3. I wish I didn't have big bunions that hurt.
4. I wish I could run a marathon and not worry about my feet.
5. I wish I was taller so I didn't have to wear 2 inch boots or heels so that my pants don't drag.  Or so that I don't look like I'm 12 or just a midget.
6. I wish laundry and dishes just washed themselves!
7. I wish I could be married and live with Kev but also live with my grandma and the excitement of my nieces and nephews... but not have to live with Kevin in their house.=)
8. I wish I didn't get two cavities today.
9. I wish I could have my summer vacation soon.
10. I wish ice cream and desserts were full of vitamins instead of sugar.

Goodness! I feel so much better. Well, to conclude, I want to say that typically I would write that I wish my hair wasn't so darn crazy.  I still have not been able to unleash the hair stylist in me to help me have beautiful flowy hair, so I do tend to wear it up as often as possible, but I'm definitely coming to grips with my hair and starting to like it sometimes.  I give you permission to wish today.

Thursday, February 3, 2011

I don't think I could ever say my life is boring.  I'm thankful for that.  Did I mention how I realized I have got to do a better job of taking care of myself? I think I tend to feel guilty often and often do things out of obligation and guilt and sometimes forget to do something to keep myself healthy.

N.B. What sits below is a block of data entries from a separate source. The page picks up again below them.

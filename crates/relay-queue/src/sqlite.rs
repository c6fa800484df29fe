//! Embedded SQLite queue for development.
//!
//! Mimics FIFO-queue semantics locally: a `visible_at` column plays the
//! visibility timeout, receipt handles rotate per delivery, and nack
//! shortens visibility the way the cloud adapter does. Also implements
//! `QueuePublisher` so dev tooling can seed messages.

use async_trait::async_trait;
use chrono::Utc;
use sqlx::{Pool, Row, Sqlite};
use std::sync::atomic::{AtomicBool, AtomicU64, Ordering};
use std::time::Duration;
use tracing::{debug, info};

use crate::{parse_message, QueueConsumer, QueueError, QueuePublisher, Result};
use relay_common::{Message, MessagePointer, QueueStats};

pub struct SqliteQueue {
    pool: Pool<Sqlite>,
    queue_name: String,
    visibility_timeout_seconds: u32,
    running: AtomicBool,
    total_polled: AtomicU64,
    total_acked: AtomicU64,
    total_nacked: AtomicU64,
}

impl SqliteQueue {
    pub fn new(pool: Pool<Sqlite>, queue_name: String, visibility_timeout_seconds: u32) -> Self {
        Self {
            pool,
            queue_name,
            visibility_timeout_seconds,
            running: AtomicBool::new(true),
            total_polled: AtomicU64::new(0),
            total_acked: AtomicU64::new(0),
            total_nacked: AtomicU64::new(0),
        }
    }

    /// Create the queue schema.
    pub async fn init_schema(&self) -> Result<()> {
        sqlx::query(
            r#"
            CREATE TABLE IF NOT EXISTS queue_messages (
                id TEXT NOT NULL,
                queue_name TEXT NOT NULL,
                receipt TEXT,
                visible_at INTEGER NOT NULL,
                payload TEXT NOT NULL,
                created_at INTEGER NOT NULL,
                receive_count INTEGER DEFAULT 0,
                PRIMARY KEY (queue_name, id)
            )
            "#,
        )
        .execute(&self.pool)
        .await?;

        sqlx::query(
            r#"
            CREATE INDEX IF NOT EXISTS idx_queue_visible
            ON queue_messages (queue_name, visible_at, created_at)
            "#,
        )
        .execute(&self.pool)
        .await?;

        info!(queue = %self.queue_name, "SQLite queue schema initialized");
        Ok(())
    }

    fn generate_receipt(&self) -> String {
        uuid::Uuid::new_v4().to_string()
    }
}

#[async_trait]
impl QueueConsumer for SqliteQueue {
    fn identifier(&self) -> &str {
        &self.queue_name
    }

    async fn poll(&self, max_messages: u32, _wait: Duration) -> Result<Vec<MessagePointer>> {
        if !self.running.load(Ordering::SeqCst) {
            return Err(QueueError::Stopped);
        }

        let now = Utc::now().timestamp();
        let new_visible_at = now + self.visibility_timeout_seconds as i64;

        let rows = sqlx::query(
            r#"
            SELECT id, payload
            FROM queue_messages
            WHERE queue_name = ? AND visible_at <= ?
            ORDER BY created_at, rowid
            LIMIT ?
            "#,
        )
        .bind(&self.queue_name)
        .bind(now)
        .bind(max_messages as i64)
        .fetch_all(&self.pool)
        .await?;

        let mut pointers = Vec::with_capacity(rows.len());

        for row in rows {
            let id: String = row.get("id");
            let payload: String = row.get("payload");
            let receipt = self.generate_receipt();

            // Claim the message; another consumer may have taken it.
            let updated = sqlx::query(
                r#"
                UPDATE queue_messages
                SET receipt = ?, visible_at = ?, receive_count = receive_count + 1
                WHERE id = ? AND queue_name = ? AND visible_at <= ?
                "#,
            )
            .bind(&receipt)
            .bind(new_visible_at)
            .bind(&id)
            .bind(&self.queue_name)
            .bind(now)
            .execute(&self.pool)
            .await?;

            if updated.rows_affected() == 0 {
                continue;
            }

            match parse_message(&payload) {
                Ok(message) => {
                    pointers.push(MessagePointer::new(
                        message,
                        receipt,
                        self.queue_name.clone(),
                    ));
                }
                Err(e) => {
                    debug!(queue = %self.queue_name, id = %id, error = %e, "Dropping malformed message");
                    sqlx::query("DELETE FROM queue_messages WHERE queue_name = ? AND id = ?")
                        .bind(&self.queue_name)
                        .bind(&id)
                        .execute(&self.pool)
                        .await?;
                }
            }
        }

        if !pointers.is_empty() {
            self.total_polled
                .fetch_add(pointers.len() as u64, Ordering::Relaxed);
        }

        Ok(pointers)
    }

    async fn ack(&self, receipt: &str) -> Result<()> {
        let deleted = sqlx::query("DELETE FROM queue_messages WHERE queue_name = ? AND receipt = ?")
            .bind(&self.queue_name)
            .bind(receipt)
            .execute(&self.pool)
            .await?;

        if deleted.rows_affected() == 0 {
            return Err(QueueError::ReceiptNotFound(receipt.to_string()));
        }

        self.total_acked.fetch_add(1, Ordering::Relaxed);
        Ok(())
    }

    async fn nack(&self, receipt: &str, delay_seconds: Option<u32>) -> Result<()> {
        let visible_at = Utc::now().timestamp() + delay_seconds.unwrap_or(0) as i64;

        let updated = sqlx::query(
            "UPDATE queue_messages SET visible_at = ? WHERE queue_name = ? AND receipt = ?",
        )
        .bind(visible_at)
        .bind(&self.queue_name)
        .bind(receipt)
        .execute(&self.pool)
        .await?;

        if updated.rows_affected() == 0 {
            return Err(QueueError::ReceiptNotFound(receipt.to_string()));
        }

        self.total_nacked.fetch_add(1, Ordering::Relaxed);
        Ok(())
    }

    async fn extend_visibility(&self, receipt: &str, seconds: u32) -> Result<()> {
        let visible_at = Utc::now().timestamp() + seconds as i64;

        let updated = sqlx::query(
            "UPDATE queue_messages SET visible_at = ? WHERE queue_name = ? AND receipt = ?",
        )
        .bind(visible_at)
        .bind(&self.queue_name)
        .bind(receipt)
        .execute(&self.pool)
        .await?;

        if updated.rows_affected() == 0 {
            return Err(QueueError::ReceiptNotFound(receipt.to_string()));
        }

        Ok(())
    }

    async fn stats(&self) -> Result<Option<QueueStats>> {
        let now = Utc::now().timestamp();

        let row = sqlx::query(
            r#"
            SELECT
                SUM(CASE WHEN visible_at <= ? THEN 1 ELSE 0 END) AS pending,
                SUM(CASE WHEN visible_at > ? THEN 1 ELSE 0 END) AS hidden
            FROM queue_messages
            WHERE queue_name = ?
            "#,
        )
        .bind(now)
        .bind(now)
        .bind(&self.queue_name)
        .fetch_one(&self.pool)
        .await?;

        let pending: Option<i64> = row.get("pending");
        let hidden: Option<i64> = row.get("hidden");

        Ok(Some(QueueStats {
            queue_identifier: self.queue_name.clone(),
            pending: pending.unwrap_or(0) as u64,
            in_flight_at_broker: hidden.unwrap_or(0) as u64,
            total_polled: self.total_polled.load(Ordering::Relaxed),
            total_acked: self.total_acked.load(Ordering::Relaxed),
            total_nacked: self.total_nacked.load(Ordering::Relaxed),
        }))
    }

    fn is_healthy(&self) -> bool {
        self.running.load(Ordering::SeqCst)
    }

    async fn stop(&self) {
        self.running.store(false, Ordering::SeqCst);
        info!(queue = %self.queue_name, "SQLite queue stopped");
    }
}

#[async_trait]
impl QueuePublisher for SqliteQueue {
    fn identifier(&self) -> &str {
        &self.queue_name
    }

    async fn publish(&self, message: Message) -> Result<String> {
        let id = message.id.clone();
        let payload = serde_json::to_string(&message)?;
        let now = Utc::now().timestamp();

        sqlx::query(
            r#"
            INSERT OR IGNORE INTO queue_messages
                (id, queue_name, receipt, visible_at, payload, created_at, receive_count)
            VALUES (?, ?, NULL, ?, ?, ?, 0)
            "#,
        )
        .bind(&id)
        .bind(&self.queue_name)
        .bind(now)
        .bind(&payload)
        .bind(now)
        .execute(&self.pool)
        .await?;

        Ok(id)
    }

    async fn publish_batch(&self, messages: Vec<Message>) -> Result<Vec<String>> {
        let mut ids = Vec::with_capacity(messages.len());
        for message in messages {
            ids.push(self.publish(message).await?);
        }
        Ok(ids)
    }
}

#[cfg(test)]
mod tests {
    use super::*;
    use sqlx::sqlite::SqlitePoolOptions;

    async fn test_queue() -> SqliteQueue {
        let pool = SqlitePoolOptions::new()
            .max_connections(1)
            .connect("sqlite::memory:")
            .await
            .unwrap();
        let queue = SqliteQueue::new(pool, "test-queue".to_string(), 30);
        queue.init_schema().await.unwrap();
        queue
    }

    fn test_message(id: &str) -> Message {
        Message {
            id: id.to_string(),
            pool_code: "P1".to_string(),
            mediation_target: "https://t.example/hook".to_string(),
            auth_token: None,
            timeout_seconds: None,
        }
    }

    #[tokio::test]
    async fn publish_poll_ack_roundtrip() {
        let queue = test_queue().await;

        queue.publish(test_message("m1")).await.unwrap();

        let polled = queue.poll(10, Duration::from_secs(0)).await.unwrap();
        assert_eq!(polled.len(), 1);
        assert_eq!(polled[0].message.id, "m1");

        // Hidden while in flight
        let again = queue.poll(10, Duration::from_secs(0)).await.unwrap();
        assert!(again.is_empty());

        queue.ack(&polled[0].receipt).await.unwrap();

        let stats = queue.stats().await.unwrap().unwrap();
        assert_eq!(stats.total_acked, 1);
        assert_eq!(stats.pending, 0);
    }

    #[tokio::test]
    async fn nack_makes_message_visible_again() {
        let queue = test_queue().await;

        queue.publish(test_message("m2")).await.unwrap();

        let polled = queue.poll(10, Duration::from_secs(0)).await.unwrap();
        queue.nack(&polled[0].receipt, None).await.unwrap();

        let redelivered = queue.poll(10, Duration::from_secs(0)).await.unwrap();
        assert_eq!(redelivered.len(), 1);
        assert_eq!(redelivered[0].message.id, "m2");
        // Receipt handle rotates per delivery
        assert_ne!(redelivered[0].receipt, polled[0].receipt);
    }

    #[tokio::test]
    async fn ack_with_unknown_receipt_fails() {
        let queue = test_queue().await;
        let err = queue.ack("no-such-receipt").await.unwrap_err();
        assert!(matches!(err, QueueError::ReceiptNotFound(_)));
    }

    #[tokio::test]
    async fn fifo_order_preserved() {
        let queue = test_queue().await;

        for i in 0..3 {
            queue.publish(test_message(&format!("m{}", i))).await.unwrap();
        }

        let polled = queue.poll(10, Duration::from_secs(0)).await.unwrap();
        let ids: Vec<_> = polled.iter().map(|p| p.message.id.as_str()).collect();
        assert_eq!(ids, vec!["m0", "m1", "m2"]);
    }
}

I wish I could do a better job of taking care of myself sometimes.  I want to do something yet I feel stuck sometimes and don't do it.  

 So for the past week I've been trying to do something everyday that allows me to take care of myself.  One day I spent about an hour writing. That was so nice. Another day I exercised, which was amazing, but typical.  Yesterday I decided going to my church's prayer meeting was what I wanted to do, and it was so encouraging, another day I pulled Kevin along and wanted to go visit his mom.  Fun.  And two days ago, I was brave and tried out Yoga 2 for the first time. That's right, not yoga 1, but yoga 2.  I was hesitant because I've never gone and I knew it was a busy class, but somehow things worked out and I went.  It was 75 minutes long, but I can tell you I've never been so thankful to try something new.  

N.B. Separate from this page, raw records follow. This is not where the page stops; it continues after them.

//! Redis lock-based election.
//!
//! Acquisition is `SET key instance_id NX EX ttl`; renewal and release
//! are Lua compare-scripts so only the holder can extend or delete. A
//! PRIMARY that finds the lock gone (or held by someone else) flips to
//! STANDBY and terminates the process: another instance has already
//! taken over, and a restart is the cleanest way back into the pool.

use chrono::{DateTime, Utc};
use redis::aio::ConnectionManager;
use serde::Serialize;
use std::sync::atomic::{AtomicBool, Ordering};
use std::sync::Arc;
use std::time::Duration;
use tokio::sync::{broadcast, watch};
use tracing::{debug, error, info, warn};
use uuid::Uuid;

use crate::error::{Result, StandbyError};

/// Election tick period. Intentionally hardcoded: the TTL is the
/// configurable knob, and renewal must stay well inside it.
pub const REFRESH_INTERVAL: Duration = Duration::from_secs(10);

/// Delay before fail-stop exit so the final log lines flush.
const FAIL_STOP_DELAY: Duration = Duration::from_millis(500);

#[derive(Debug, Clone)]
pub struct ElectionConfig {
    pub redis_url: String,
    pub lock_key: String,
    pub lock_ttl_seconds: u64,
    pub instance_id: String,
    /// Terminate the process when an established PRIMARY loses the
    /// lock unexpectedly (fail-stop). Disabled in tests.
    pub fail_stop_on_loss: bool,
}

impl Default for ElectionConfig {
    fn default() -> Self {
        Self {
            redis_url: "redis://127.0.0.1:6379".to_string(),
            lock_key: "relay:router:primary".to_string(),
            lock_ttl_seconds: 30,
            instance_id: Uuid::new_v4().to_string(),
            fail_stop_on_loss: true,
        }
    }
}

impl ElectionConfig {
    pub fn new(redis_url: String) -> Self {
        Self {
            redis_url,
            ..Default::default()
        }
    }

    pub fn with_lock_key(mut self, key: String) -> Self {
        self.lock_key = key;
        self
    }

    pub fn with_instance_id(mut self, id: String) -> Self {
        self.instance_id = id;
        self
    }

    pub fn with_lock_ttl(mut self, seconds: u64) -> Self {
        self.lock_ttl_seconds = seconds;
        self
    }

    pub fn without_fail_stop(mut self) -> Self {
        self.fail_stop_on_loss = false;
        self
    }
}

/// Election role of this instance.
#[derive(Debug, Clone, Copy, PartialEq, Eq, Serialize)]
#[serde(rename_all = "UPPERCASE")]
pub enum Role {
    Primary,
    Standby,
    /// Election has not resolved: startup, or Redis unreachable.
    Unknown,
}

/// Observable snapshot of the election state.
#[derive(Debug, Clone, Serialize)]
#[serde(rename_all = "camelCase")]
pub struct LockState {
    pub role: Role,
    pub last_refresh: Option<DateTime<Utc>>,
    pub lock_holder: Option<String>,
    pub redis_available: bool,
}

pub struct Election {
    config: ElectionConfig,
    conn: ConnectionManager,
    role_tx: watch::Sender<Role>,
    role_rx: watch::Receiver<Role>,
    last_refresh: parking_lot::RwLock<Option<DateTime<Utc>>>,
    lock_holder: parking_lot::RwLock<Option<String>>,
    redis_available: AtomicBool,
    running: AtomicBool,
    shutdown_tx: broadcast::Sender<()>,
}

impl Election {
    pub async fn new(config: ElectionConfig) -> Result<Self> {
        let client = redis::Client::open(config.redis_url.as_str())
            .map_err(|e| StandbyError::Connection(e.to_string()))?;

        let conn = ConnectionManager::new(client).await?;
        let (shutdown_tx, _) = broadcast::channel(1);
        let (role_tx, role_rx) = watch::channel(Role::Unknown);

        Ok(Self {
            config,
            conn,
            role_tx,
            role_rx,
            last_refresh: parking_lot::RwLock::new(None),
            lock_holder: parking_lot::RwLock::new(None),
            redis_available: AtomicBool::new(false),
            running: AtomicBool::new(false),
            shutdown_tx,
        })
    }

    pub fn role(&self) -> Role {
        *self.role_rx.borrow()
    }

    pub fn is_primary(&self) -> bool {
        self.role() == Role::Primary
    }

    pub fn redis_available(&self) -> bool {
        self.redis_available.load(Ordering::SeqCst)
    }

    pub fn instance_id(&self) -> &str {
        &self.config.instance_id
    }

    /// Subscribe to role changes. Consumed by the dispatch engine gate
    /// and the traffic registrar.
    pub fn subscribe(&self) -> watch::Receiver<Role> {
        self.role_rx.clone()
    }

    pub fn state(&self) -> LockState {
        LockState {
            role: self.role(),
            last_refresh: *self.last_refresh.read(),
            lock_holder: self.lock_holder.read().clone(),
            redis_available: self.redis_available(),
        }
    }

    /// Start the election: one immediate tick, then the periodic task.
    pub async fn start(self: Arc<Self>) -> Result<()> {
        if self.running.swap(true, Ordering::SeqCst) {
            return Err(StandbyError::AlreadyRunning);
        }

        info!(
            instance_id = %self.config.instance_id,
            lock_key = %self.config.lock_key,
            ttl_seconds = self.config.lock_ttl_seconds,
            "Starting leader election"
        );

        // Resolve the initial role before returning so callers can gate
        // processing on it immediately.
        self.tick().await;

        let election = self.clone();
        let mut shutdown_rx = self.shutdown_tx.subscribe();

        tokio::spawn(async move {
            let mut interval = tokio::time::interval(REFRESH_INTERVAL);
            interval.tick().await; // initial tick already ran

            loop {
                tokio::select! {
                    _ = interval.tick() => {
                        election.tick().await;
                    }
                    _ = shutdown_rx.recv() => {
                        info!(instance_id = %election.config.instance_id, "Leader election shutting down");
                        election.release().await;
                        break;
                    }
                }
            }
        });

        Ok(())
    }

    /// One election tick: renew when PRIMARY, try-acquire otherwise.
    async fn tick(&self) {
        let mut conn = self.conn.clone();

        if self.is_primary() {
            match self.extend_lock(&mut conn).await {
                Ok(true) => {
                    self.redis_available.store(true, Ordering::SeqCst);
                    *self.last_refresh.write() = Some(Utc::now());
                    debug!(instance_id = %self.config.instance_id, "Extended primary lease");
                }
                Ok(false) => {
                    // Another instance holds the lock: we were PRIMARY
                    // and lost it. Fail-stop so the orchestrator
                    // restarts this instance clean.
                    self.redis_available.store(true, Ordering::SeqCst);
                    self.observe_holder(&mut conn).await;
                    warn!(
                        instance_id = %self.config.instance_id,
                        holder = ?*self.lock_holder.read(),
                        "Lost primary lock unexpectedly"
                    );
                    self.set_role(Role::Standby);
                    if self.config.fail_stop_on_loss {
                        error!(
                            instance_id = %self.config.instance_id,
                            "Terminating after primary lock loss"
                        );
                        tokio::spawn(async {
                            tokio::time::sleep(FAIL_STOP_DELAY).await;
                            std::process::exit(1);
                        });
                    }
                }
                Err(e) => {
                    error!(error = %e, "Redis unavailable while renewing primary lease");
                    self.redis_available.store(false, Ordering::SeqCst);
                    // Processing must stop: the lock will expire and
                    // another instance may take over.
                    self.set_role(Role::Unknown);
                }
            }
        } else {
            match self.try_acquire(&mut conn).await {
                Ok(true) => {
                    self.redis_available.store(true, Ordering::SeqCst);
                    *self.last_refresh.write() = Some(Utc::now());
                    *self.lock_holder.write() = Some(self.config.instance_id.clone());
                    info!(instance_id = %self.config.instance_id, "Acquired primary lock");
                    self.set_role(Role::Primary);
                }
                Ok(false) => {
                    self.redis_available.store(true, Ordering::SeqCst);
                    self.observe_holder(&mut conn).await;
                    debug!(
                        instance_id = %self.config.instance_id,
                        holder = ?*self.lock_holder.read(),
                        "Primary lock held elsewhere"
                    );
                    self.set_role(Role::Standby);
                }
                Err(e) => {
                    error!(error = %e, "Redis unavailable during election");
                    self.redis_available.store(false, Ordering::SeqCst);
                    self.set_role(Role::Unknown);
                }
            }
        }
    }

    async fn try_acquire(&self, conn: &mut ConnectionManager) -> Result<bool> {
        let result: Option<String> = redis::cmd("SET")
            .arg(&self.config.lock_key)
            .arg(&self.config.instance_id)
            .arg("NX")
            .arg("EX")
            .arg(self.config.lock_ttl_seconds)
            .query_async(conn)
            .await?;

        Ok(result.is_some())
    }

    /// Atomic extend-if-mine.
    async fn extend_lock(&self, conn: &mut ConnectionManager) -> Result<bool> {
        let script = r#"
            if redis.call("GET", KEYS[1]) == ARGV[1] then
                redis.call("EXPIRE", KEYS[1], ARGV[2])
                return 1
            else
                return 0
            end
        "#;

        let result: i32 = redis::Script::new(script)
            .key(&self.config.lock_key)
            .arg(&self.config.instance_id)
            .arg(self.config.lock_ttl_seconds)
            .invoke_async(conn)
            .await?;

        Ok(result == 1)
    }

    /// Record the observed lock holder for monitoring.
    async fn observe_holder(&self, conn: &mut ConnectionManager) {
        let holder: std::result::Result<Option<String>, _> = redis::cmd("GET")
            .arg(&self.config.lock_key)
            .query_async(conn)
            .await;

        if let Ok(holder) = holder {
            *self.lock_holder.write() = holder;
        }
    }

    /// Release the lock eagerly so a standby can take over within one
    /// cycle instead of waiting for TTL expiry.
    async fn release(&self) {
        if !self.is_primary() {
            self.set_role(Role::Standby);
            return;
        }

        let mut conn = self.conn.clone();

        let script = r#"
            if redis.call("GET", KEYS[1]) == ARGV[1] then
                redis.call("DEL", KEYS[1])
                return 1
            else
                return 0
            end
        "#;

        match redis::Script::new(script)
            .key(&self.config.lock_key)
            .arg(&self.config.instance_id)
            .invoke_async::<i32>(&mut conn)
            .await
        {
            Ok(1) => {
                info!(instance_id = %self.config.instance_id, "Released primary lock");
            }
            Ok(_) => {
                debug!(instance_id = %self.config.instance_id, "Primary lock was already gone");
            }
            Err(e) => {
                error!(error = %e, "Failed to release primary lock");
            }
        }

        self.set_role(Role::Standby);
    }

    fn set_role(&self, role: Role) {
        let previous = *self.role_rx.borrow();
        if previous != role {
            info!(
                instance_id = %self.config.instance_id,
                from = ?previous,
                to = ?role,
                "Election role changed"
            );
        }
        let _ = self.role_tx.send(role);
    }

    pub async fn shutdown(&self) {
        info!(instance_id = %self.config.instance_id, "Stopping leader election");
        self.running.store(false, Ordering::SeqCst);
        let _ = self.shutdown_tx.send(());
    }
}

#[cfg(test)]
mod tests {
    use super::*;

    #[test]
    fn config_defaults() {
        let config = ElectionConfig::default();
        assert_eq!(config.lock_ttl_seconds, 30);
        assert_eq!(config.lock_key, "relay:router:primary");
        assert!(config.fail_stop_on_loss);
        assert_eq!(REFRESH_INTERVAL, Duration::from_secs(10));
    }

    #[test]
    fn config_builder() {
        let config = ElectionConfig::new("redis://localhost:6380".to_string())
            .with_lock_key("custom:lock".to_string())
            .with_instance_id("router-a".to_string())
            .with_lock_ttl(15)
            .without_fail_stop();

        assert_eq!(config.redis_url, "redis://localhost:6380");
        assert_eq!(config.lock_key, "custom:lock");
        assert_eq!(config.instance_id, "router-a");
        assert_eq!(config.lock_ttl_seconds, 15);
        assert!(!config.fail_stop_on_loss);
    }

    #[test]
    fn role_serializes_uppercase() {
        assert_eq!(serde_json::to_string(&Role::Primary).unwrap(), "\"PRIMARY\"");
        assert_eq!(serde_json::to_string(&Role::Standby).unwrap(), "\"STANDBY\"");
        assert_eq!(serde_json::to_string(&Role::Unknown).unwrap(), "\"UNKNOWN\"");
    }
}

This morning I attended a training on how kids deal with death. SO interesting and very enlightening. What God showed me through this training was how much he has loved me.  Preparing children for the death of a loved one, especially a parent is so important. By having the dying parent write letters to the child, talk to the child and share what is most important to them, discuss with the child what life will be after the death, leaving objects or memories for that child are important things to do to prepare children for death.  There's so much more.  But as I listened, I realized that while I'm not a child anymore, all the important things that can help a child cope with death a little better were things that happened in my life prior to Yeye's death.  In fact, God I think has been preparing me for the past ten years, and Yeye did a good job too probably not intentionally by leaving me with many pictures, many gifts/objects, and many memories that I am so thankful for.  He gave me this devotional book probably over five years ago and wrote me a letter instead starting it with "Dearest Isabel..." stating that he found that devotional book to be of good spiritual value. Didn't really read it much until he passed away and now what was seemingly a crumb on my shelf is a treasure to me now. He gave me one of his scarves maybe two years ago that he had never worn that is very nice quality and quite stylish.  And he attended my wedding, something I'm so thankful for.  What I'm even more thankful for is what he left behind for me.  For my wedding, he wrote his last piece of calligraphy and gave it to me. And of course, the day he passed, he said good bye.  And while it makes me cry, I feel so lucky because after Yeye died, I was left with no regrets, no hopes that I had spent more time with him, or loved him more.  And only God could have planned things so well.  Only he knew enough to place me in a new job where I would be even more prepared and taken care of.  Amazing!